- **Information given**:

//! SQLite connector.
//!
//! rusqlite statements borrow their connection, so a cursor can't own one
//! directly. Each cursor instead runs its statement on a dedicated worker
//! thread. The consumer requests rows one at a time and the worker only
//! steps the statement when asked, so nothing is fetched ahead of the
//! consumer.

pub mod errors;

use std::fmt;
use std::path::{Path, PathBuf};
use std::sync::Arc;
use std::sync::mpsc::{self, Receiver, Sender};
use std::thread::{self, JoinHandle};

use lazyrows_core::config::ConnectionConfig;
use lazyrows_core::connector::{Connection, Connector, RowCursor};
use lazyrows_core::errors::DriverError;
use lazyrows_core::query::ScanQuery;
use lazyrows_core::value::{Record, Value};
use parking_lot::Mutex;
use rusqlite::OpenFlags;
use rusqlite::types::Value as SqliteValue;
use tracing::{trace, warn};

use errors::{Result, SqliteError};

#[derive(Debug, Clone)]
pub struct SqliteConnector {
    path: PathBuf,
}

impl SqliteConnector {
    pub fn new(path: impl Into<PathBuf>) -> Self {
        SqliteConnector { path: path.into() }
    }

    /// Connector for the database file named in `conf`.
    pub fn from_config(conf: &ConnectionConfig) -> Self {
        Self::new(&conf.database)
    }

    pub fn path(&self) -> &Path {
        &self.path
    }
}

impl Connector for SqliteConnector {
    type Connection = SqliteConnection;

    fn connect(&self) -> Result<Self::Connection, DriverError> {
        let conn = rusqlite::Connection::open_with_flags(
            &self.path,
            OpenFlags::SQLITE_OPEN_READ_ONLY | OpenFlags::SQLITE_OPEN_NO_MUTEX,
        )
        .map_err(SqliteError::from)?;

        Ok(SqliteConnection {
            conn: Some(Arc::new(Mutex::new(conn))),
            path: self.path.clone(),
        })
    }

    fn target(&self) -> String {
        format!("sqlite://{}", self.path.display())
    }
}

pub struct SqliteConnection {
    conn: Option<Arc<Mutex<rusqlite::Connection>>>,
    path: PathBuf,
}

impl fmt::Debug for SqliteConnection {
    fn fmt(&self, f: &mut fmt::Formatter<'_>) -> fmt::Result {
        write!(f, "SqliteConnection({})", self.path.to_string_lossy())
    }
}

impl Connection for SqliteConnection {
    type Cursor = SqliteCursor;

    fn execute(&mut self, query: &ScanQuery) -> Result<Self::Cursor, DriverError> {
        let conn = self.conn.as_ref().ok_or(SqliteError::Closed)?.clone();
        // The statement of an open cursor holds the lock until that cursor
        // is exhausted or closed.
        if conn.is_locked() {
            return Err(SqliteError::CursorOpen.into());
        }
        let cursor = SqliteCursor::spawn(conn, query.to_sql(), to_sqlite_params(query))?;
        Ok(cursor)
    }

    fn close(&mut self) {
        let Some(conn) = self.conn.take() else {
            return;
        };

        match Arc::try_unwrap(conn) {
            Ok(conn) => {
                if let Err((_, e)) = conn.into_inner().close() {
                    warn!(path = %self.path.display(), %e, "failed to close sqlite connection");
                }
            }
            // A cursor outlived the connection. The handle is released when
            // the cursor's worker exits.
            Err(_) => warn!(path = %self.path.display(), "sqlite connection closed with a cursor still open"),
        }
    }
}

impl Drop for SqliteConnection {
    fn drop(&mut self) {
        self.close();
    }
}

fn to_sqlite_params(query: &ScanQuery) -> Vec<SqliteValue> {
    query
        .params()
        .into_iter()
        .map(|v| match v {
            Value::Null => SqliteValue::Null,
            Value::Integer(v) => SqliteValue::Integer(v),
            Value::Real(v) => SqliteValue::Real(v),
            Value::Text(v) => SqliteValue::Text(v),
        })
        .collect()
}

fn from_sqlite_value(column: &str, v: SqliteValue) -> Result<Value> {
    Ok(match v {
        SqliteValue::Null => Value::Null,
        SqliteValue::Integer(v) => Value::Integer(v),
        SqliteValue::Real(v) => Value::Real(v),
        SqliteValue::Text(v) => Value::Text(v),
        SqliteValue::Blob(_) => {
            return Err(SqliteError::UnsupportedBlob {
                column: column.to_string(),
            });
        }
    })
}

/// Reply to a single row request. `None` once the statement is exhausted.
type RowReply = Option<Result<Vec<SqliteValue>>>;

pub struct SqliteCursor {
    columns: Vec<String>,
    requests: Option<Sender<()>>,
    replies: Option<Receiver<RowReply>>,
    handle: Option<JoinHandle<()>>,
}

impl fmt::Debug for SqliteCursor {
    fn fmt(&self, f: &mut fmt::Formatter<'_>) -> fmt::Result {
        f.debug_struct("SqliteCursor")
            .field("columns", &self.columns)
            .field("open", &self.requests.is_some())
            .finish()
    }
}

impl SqliteCursor {
    /// Prepare and start `sql` on a worker thread.
    ///
    /// Returns once the statement has been prepared and bound, so malformed
    /// queries fail here rather than on the first fetch.
    fn spawn(
        conn: Arc<Mutex<rusqlite::Connection>>,
        sql: String,
        params: Vec<SqliteValue>,
    ) -> Result<Self> {
        let (ready_tx, ready_rx) = mpsc::channel::<Result<Vec<String>>>();
        let (req_tx, req_rx) = mpsc::channel::<()>();
        let (reply_tx, reply_rx) = mpsc::channel::<RowReply>();

        let handle = thread::Builder::new()
            .name("sqlite-cursor".to_string())
            .spawn(move || {
                let Some(guard) = conn.try_lock() else {
                    let _ = ready_tx.send(Err(SqliteError::CursorOpen));
                    return;
                };
                let mut stmt = match guard.prepare(&sql) {
                    Ok(stmt) => stmt,
                    Err(e) => {
                        let _ = ready_tx.send(Err(e.into()));
                        return;
                    }
                };

                let columns: Vec<String> =
                    stmt.column_names().into_iter().map(String::from).collect();
                let num_cols = columns.len();

                let mut rows = match stmt.query(rusqlite::params_from_iter(params.iter())) {
                    Ok(rows) => rows,
                    Err(e) => {
                        let _ = ready_tx.send(Err(e.into()));
                        return;
                    }
                };

                trace!(%sql, "sqlite cursor ready");
                if ready_tx.send(Ok(columns)).is_err() {
                    return;
                }

                // Only step when asked. The request sender is dropped when
                // the cursor closes, which ends this loop.
                while req_rx.recv().is_ok() {
                    let reply = match rows.next() {
                        Ok(Some(row)) => Some(
                            (0..num_cols)
                                .map(|idx| Ok(SqliteValue::from(row.get_ref(idx)?)))
                                .collect::<Result<Vec<_>>>(),
                        ),
                        Ok(None) => None,
                        Err(e) => Some(Err(e.into())),
                    };

                    let last = !matches!(reply, Some(Ok(_)));
                    if reply_tx.send(reply).is_err() || last {
                        break;
                    }
                }
            })?;

        match ready_rx.recv() {
            Ok(Ok(columns)) => Ok(SqliteCursor {
                columns,
                requests: Some(req_tx),
                replies: Some(reply_rx),
                handle: Some(handle),
            }),
            Ok(Err(e)) => {
                let _ = handle.join();
                Err(e)
            }
            Err(_) => {
                let _ = handle.join();
                Err(SqliteError::WorkerGone)
            }
        }
    }

    pub fn columns(&self) -> &[String] {
        &self.columns
    }

    fn fetch(&mut self) -> Option<Result<Record>> {
        let requests = self.requests.as_ref()?;
        let replies = self.replies.as_ref()?;

        let reply = match requests.send(()) {
            Ok(()) => replies
                .recv()
                .unwrap_or(Some(Err(SqliteError::WorkerGone))),
            Err(_) => Some(Err(SqliteError::WorkerGone)),
        };

        let values = match reply {
            Some(Ok(values)) => values,
            Some(Err(e)) => {
                self.stop_worker();
                return Some(Err(e));
            }
            None => {
                self.stop_worker();
                return None;
            }
        };

        let mut record = Record::with_capacity(self.columns.len());
        for (col, val) in self.columns.iter().zip(values) {
            match from_sqlite_value(col, val) {
                Ok(val) => record.insert(col.clone(), val),
                Err(e) => {
                    self.stop_worker();
                    return Some(Err(e));
                }
            }
        }
        Some(Ok(record))
    }

    /// Stop the worker and wait for it to release the statement and the
    /// connection lock.
    fn stop_worker(&mut self) {
        self.requests.take();
        self.replies.take();
        if let Some(handle) = self.handle.take() {
            if handle.join().is_err() {
                warn!("sqlite cursor worker panicked");
            }
        }
    }
}

impl RowCursor for SqliteCursor {
    fn next_row(&mut self) -> Option<Result<Record, DriverError>> {
        self.fetch().map(|r| r.map_err(|e| Box::new(e) as DriverError))
    }

    fn close(&mut self) {
        self.stop_worker();
    }
}

impl Drop for SqliteCursor {
    fn drop(&mut self) {
        self.close();
    }
}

- **Work to complete**: The required output is the set of lines from the first line of the data through the line that contains "use std::fmt;", transcribed exactly.

- **Result**:
//! SQLite connector.
//!
//! rusqlite statements borrow their connection, so a cursor can't own one
//! directly. Each cursor instead runs its statement on a dedicated worker
//! thread. The consumer requests rows one at a time and the worker only
//! steps the statement when asked, so nothing is fetched ahead of the
//! consumer.

pub mod errors;

use std::fmt;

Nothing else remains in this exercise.